- What is needed
Within the data below, copy each line where the string "delete" is found.

Start of Available records

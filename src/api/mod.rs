//! API handlers for the device tracker REST endpoints

pub mod devices;
pub mod health;
pub mod openapi;
pub mod simulation;
pub mod tracking;

use axum::{
    async_trait,
    extract::FromRequestParts,
    http::{header::AUTHORIZATION, request::Parts},
    routing::{get, post, put},
    Router,
};
use tower_http::{
    cors::{Any, CorsLayer},
    trace::TraceLayer,
};

use crate::{error::AppError, models::user::UserClaims, AppState};

/// Extractor for authenticated user from JWT token
pub struct AuthenticatedUser(pub UserClaims);

#[async_trait]
impl FromRequestParts<AppState> for AuthenticatedUser {
    type Rejection = AppError;

    async fn from_request_parts(parts: &mut Parts, state: &AppState) -> Result<Self, Self::Rejection> {
        // Get the Authorization header
        let auth_header = parts
            .headers
            .get(AUTHORIZATION)
            .and_then(|value| value.to_str().ok())
            .ok_or_else(|| AppError::Authentication("Missing authorization header".to_string()))?;

        let token = auth_header
            .strip_prefix("Bearer ")
            .ok_or_else(|| AppError::Authentication("Invalid authorization header format".to_string()))?;

        // Validate JWT token using the secret shared with the auth service
        let claims = UserClaims::from_token(token, &state.config.auth.jwt_secret)
            .map_err(|e| AppError::Authentication(e.to_string()))?;

        Ok(AuthenticatedUser(claims))
    }
}

/// Create the application router with all routes
pub fn router(state: AppState) -> Router {
    let cors = CorsLayer::new()
        .allow_origin(Any)
        .allow_methods(Any)
        .allow_headers(Any);

    let api_v1 = Router::new()
        // Health check
        .route("/health", get(health::health_check))
        .route("/ready", get(health::readiness_check))
        // Devices
        .route("/devices", get(devices::list_devices).post(devices::create_device))
        .route(
            "/devices/:id",
            get(devices::get_device)
                .put(devices::update_device)
                .delete(devices::delete_device),
        )
        .route("/devices/:id/report", post(devices::report_device))
        .route("/devices/:id/found", post(devices::mark_found))
        .route("/devices/:id/admin", put(devices::admin_update_device))
        // Live tracker
        .route("/tracking/sessions", post(tracking::start_session))
        .route(
            "/tracking/sessions/:id",
            get(tracking::get_session).delete(tracking::stop_session),
        )
        .route("/tracking/sessions/:id/positions", post(tracking::push_position))
        .route("/tracking/sessions/:id/errors", post(tracking::push_error))
        .route("/tracking/sessions/:id/visibility", post(tracking::visibility_changed))
        .route(
            "/tracking/sessions/:id/wake-lock/released",
            post(tracking::wake_lock_released),
        )
        // Track viewer
        .route("/tracking/map", get(tracking::get_map))
        .route("/tracking/stream", get(tracking::stream_updates))
        // Simulator
        .route(
            "/simulation",
            get(simulation::get_simulation)
                .post(simulation::start_simulation)
                .delete(simulation::stop_simulation),
        )
        .with_state(state);

    Router::new()
        .nest("/api/v1", api_v1)
        .merge(openapi::create_openapi_router())
        .layer(TraceLayer::new_for_http())
        .layer(cors)
}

End of Available records

- Result of this task
                .delete(devices::delete_device),
            get(tracking::get_session).delete(tracking::stop_session),
                .delete(simulation::stop_simulation),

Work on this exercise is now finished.